Published October 2, 2010

THE national mindset is not given to looking before it leaps, to thinking or to cogitation. Emotions overtake the process of reasoning and the ubiquitous issue of national 'honour' and 'pride' often defies logic.

Dr Aafia Siddiqui, US citizen, is a case in point where the truth has got lost somewhere along the way and is now unfathomable. The government of Pakistan has blown $2m defending someone who knackered her own defence. Her ranting in court sealed her fate as far as the jury was concerned.

Her family and supporters, and the political parties of the religious right, used her case to attack government authorities at home and in Washington, but provided no evidence to absolve her.

They found a controversial ex-congresswoman Cynthia McKinney, an Iranian-born wannabe human rights advocate, Tina Monshipour Foster and Yvonne Ridley, a British journalist who was converted to Islam by the Taliban, to support her case but none managed even one inch of sympathetic press coverage in US — and, what's more, no major human rights organisation picked up the case.

Why were the international supporters of her case more intent on getting to Pakistan to register their protest than doing so in the States where Dr Siddiqui was imprisoned?

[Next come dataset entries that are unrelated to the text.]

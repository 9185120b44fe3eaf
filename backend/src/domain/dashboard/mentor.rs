//! Mentor pages, scoped to the projects the mentor owns.

use tracing::info;

use super::drafts::{FeedbackDraft, RequestDecision, ReviewDecision, TestDraft};
use super::views::{FeedbackView, MentorOverview, RequestView, SubmissionView};
use super::{DashboardPorts, Directory, by_id, or_empty};
use crate::domain::project::missing_field;
use crate::domain::{
    Error, Feedback, FeedbackId, NewFeedback, NewProjectTest, Project, ProjectId, ProjectStatus,
    ProjectTest, RequestId, RequestSort, RequestStatus, SubmissionId, SubmissionStatus, TestId,
    UserId,
};

const RECENT_REQUESTS: usize = 2;

/// Data behind the mentor pages.
#[derive(Clone)]
pub struct MentorDashboard {
    ports: DashboardPorts,
}

impl MentorDashboard {
    /// Build the service over shared ports.
    pub fn new(ports: DashboardPorts) -> Self {
        Self { ports }
    }

    async fn own_projects(&self, me: &UserId) -> Vec<Project> {
        or_empty(self.ports.projects.list_by_mentor(me).await, "projects")
    }

    fn ids(projects: &[Project]) -> Vec<ProjectId> {
        projects.iter().map(|project| project.id).collect()
    }

    /// Fail unless `project_id` names a project owned by `me`.
    async fn owned_project(&self, me: &UserId, project_id: ProjectId) -> Result<Project, Error> {
        let project = self
            .ports
            .projects
            .find_by_id(project_id)
            .await?
            .ok_or_else(|| Error::not_found(format!("project {project_id} not found")))?;
        if &project.mentor_id != me {
            return Err(Error::forbidden("project belongs to another mentor"));
        }
        Ok(project)
    }

    /// Landing page figures for `me`'s projects.
    pub async fn overview(&self, me: &UserId) -> MentorOverview {
        let projects = self.own_projects(me).await;
        if projects.is_empty() {
            return MentorOverview::default();
        }
        let ids = Self::ids(&projects);
        let requests = or_empty(
            self.ports.requests.list_for_projects(&ids).await,
            "project_requests",
        );
        let submissions = or_empty(
            self.ports.submissions.list_for_projects(&ids).await,
            "submissions",
        );
        let directory = Directory::load(&self.ports).await;
        let pending: Vec<_> = requests
            .into_iter()
            .filter(|request| request.status == RequestStatus::Pending)
            .collect();
        MentorOverview {
            pending_requests: pending.len(),
            active_projects: projects
                .iter()
                .filter(|project| project.status == ProjectStatus::InProgress)
                .count(),
            pending_submissions: submissions
                .iter()
                .filter(|row| row.status == SubmissionStatus::Pending)
                .count(),
            recent_requests: pending
                .into_iter()
                .take(RECENT_REQUESTS)
                .map(|request| directory.request_view(request))
                .collect(),
        }
    }

    /// Applications to `me`'s projects in the requested order.
    pub async fn requests(&self, me: &UserId, sort: RequestSort) -> Vec<RequestView> {
        let projects = self.own_projects(me).await;
        if projects.is_empty() {
            return Vec::new();
        }
        let requests = or_empty(
            self.ports
                .requests
                .list_for_projects(&Self::ids(&projects))
                .await,
            "project_requests",
        );
        let directory = Directory::load(&self.ports).await;
        let mut views: Vec<RequestView> = requests
            .into_iter()
            .map(|request| directory.request_view(request))
            .collect();
        sort.sort(&mut views, |view| view.mentee_name.as_str(), |view| view.request.created_at);
        views
    }

    /// Approve or reject an application.
    ///
    /// # Errors
    /// `invalid_request` for a `pending` decision, `not_found` for an unknown
    /// request, `forbidden` when the project is not `me`'s.
    pub async fn decide_request(
        &self,
        me: &UserId,
        request_id: RequestId,
        decision: RequestDecision,
    ) -> Result<RequestView, Error> {
        let status = decision.validate()?;
        let request = self
            .ports
            .requests
            .find_by_id(request_id)
            .await?
            .ok_or_else(|| Error::not_found(format!("request {request_id} not found")))?;
        self.owned_project(me, request.project_id).await?;
        let updated = self
            .ports
            .requests
            .update_status(request_id, status)
            .await?
            .ok_or_else(|| Error::not_found(format!("request {request_id} not found")))?;
        info!(mentor_id = %me, %request_id, ?status, "request decided");
        Ok(Directory::load(&self.ports).await.request_view(updated))
    }

    /// Create a test for one of `me`'s projects.
    ///
    /// # Errors
    /// `invalid_request` for a missing project, title or questions, or an
    /// invalid question; `not_found`/`forbidden` for a project `me` does not
    /// own.
    pub async fn create_test(&self, me: &UserId, draft: TestDraft) -> Result<ProjectTest, Error> {
        let project_id = draft.project_id.ok_or_else(|| missing_field("projectId"))?;
        let new_test = NewProjectTest::try_new(project_id, me.clone(), &draft.title, draft.questions)?;
        self.owned_project(me, new_test.project_id()).await?;
        let test = new_test.into_test(TestId::random());
        self.ports.tests.insert(&test).await?;
        info!(mentor_id = %me, %project_id, test_id = %test.id, questions = test.questions.len(), "test created");
        Ok(test)
    }

    /// Tests `me` has written, answers included.
    pub async fn tests(&self, me: &UserId) -> Vec<ProjectTest> {
        or_empty(self.ports.tests.list_by_mentor(me).await, "project_tests")
    }

    /// Submissions on `me`'s projects, newest first.
    pub async fn submissions(&self, me: &UserId) -> Vec<SubmissionView> {
        let projects = self.own_projects(me).await;
        if projects.is_empty() {
            return Vec::new();
        }
        let rows = or_empty(
            self.ports
                .submissions
                .list_for_projects(&Self::ids(&projects))
                .await,
            "submissions",
        );
        let directory = Directory::load(&self.ports).await;
        rows.into_iter()
            .map(|row| directory.submission_view(row))
            .collect()
    }

    /// Settle a submission.
    ///
    /// # Errors
    /// `invalid_request` for a `pending` verdict, `not_found` for an unknown
    /// submission, `forbidden` when the project is not `me`'s.
    pub async fn review_submission(
        &self,
        me: &UserId,
        submission_id: SubmissionId,
        decision: ReviewDecision,
    ) -> Result<SubmissionView, Error> {
        let status = decision.validate()?;
        let submission = self
            .ports
            .submissions
            .find_by_id(submission_id)
            .await?
            .ok_or_else(|| Error::not_found(format!("submission {submission_id} not found")))?;
        self.owned_project(me, submission.project_id).await?;
        let updated = self
            .ports
            .submissions
            .update_status(submission_id, status)
            .await?
            .ok_or_else(|| Error::not_found(format!("submission {submission_id} not found")))?;
        info!(mentor_id = %me, %submission_id, ?status, "submission reviewed");
        Ok(Directory::load(&self.ports).await.submission_view(updated))
    }

    /// Leave feedback on a submission to one of `me`'s projects.
    ///
    /// # Errors
    /// `invalid_request` for a missing submission or comment, or a rating
    /// outside 1–5; `not_found`/`forbidden` as for reviews.
    pub async fn give_feedback(&self, me: &UserId, draft: FeedbackDraft) -> Result<FeedbackView, Error> {
        let submission_id = draft
            .submission_id
            .ok_or_else(|| missing_field("submissionId"))?;
        let new_feedback = NewFeedback::try_new(submission_id, me.clone(), &draft.comment, draft.rating)?;
        let submission = self
            .ports
            .submissions
            .find_by_id(new_feedback.submission_id())
            .await?
            .ok_or_else(|| Error::not_found(format!("submission {submission_id} not found")))?;
        self.owned_project(me, submission.project_id).await?;
        let feedback: Feedback = new_feedback.into_feedback(FeedbackId::random(), self.ports.clock.utc());
        self.ports.feedback.insert(&feedback).await?;
        info!(mentor_id = %me, %submission_id, rating = feedback.rating.get(), "feedback recorded");
        let directory = Directory::load(&self.ports).await;
        Ok(directory.feedback_view(feedback, &by_id(vec![submission])))
    }

    /// Feedback `me` has written, newest first.
    pub async fn feedback(&self, me: &UserId) -> Vec<FeedbackView> {
        let feedback = or_empty(self.ports.feedback.list_by_mentor(me).await, "feedback");
        if feedback.is_empty() {
            return Vec::new();
        }
        let submissions = by_id(or_empty(self.ports.submissions.list().await, "submissions"));
        let directory = Directory::load(&self.ports).await;
        feedback
            .into_iter()
            .map(|row| directory.feedback_view(row, &submissions))
            .collect()
    }
}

The verdict and sentencing passed by the US court may have been harsh but the comprehensive sentencing judgment goes a long way to explain the whys and wherefores. However, there are jurisdictional issues which need to be examined. For one, how does the US claim jurisdiction to try an alleged offence which did not take place within its territory? She was arrested by the Afghan National Police in Ghazni province in 2008 on charges of suspected terrorism.

The judgment makes a most illuminating read. The judge clearly states that he doesn't realise why Dr Aafia was in Afghanistan, and we must all wonder, like him, as to what exactly she was doing there in the first place.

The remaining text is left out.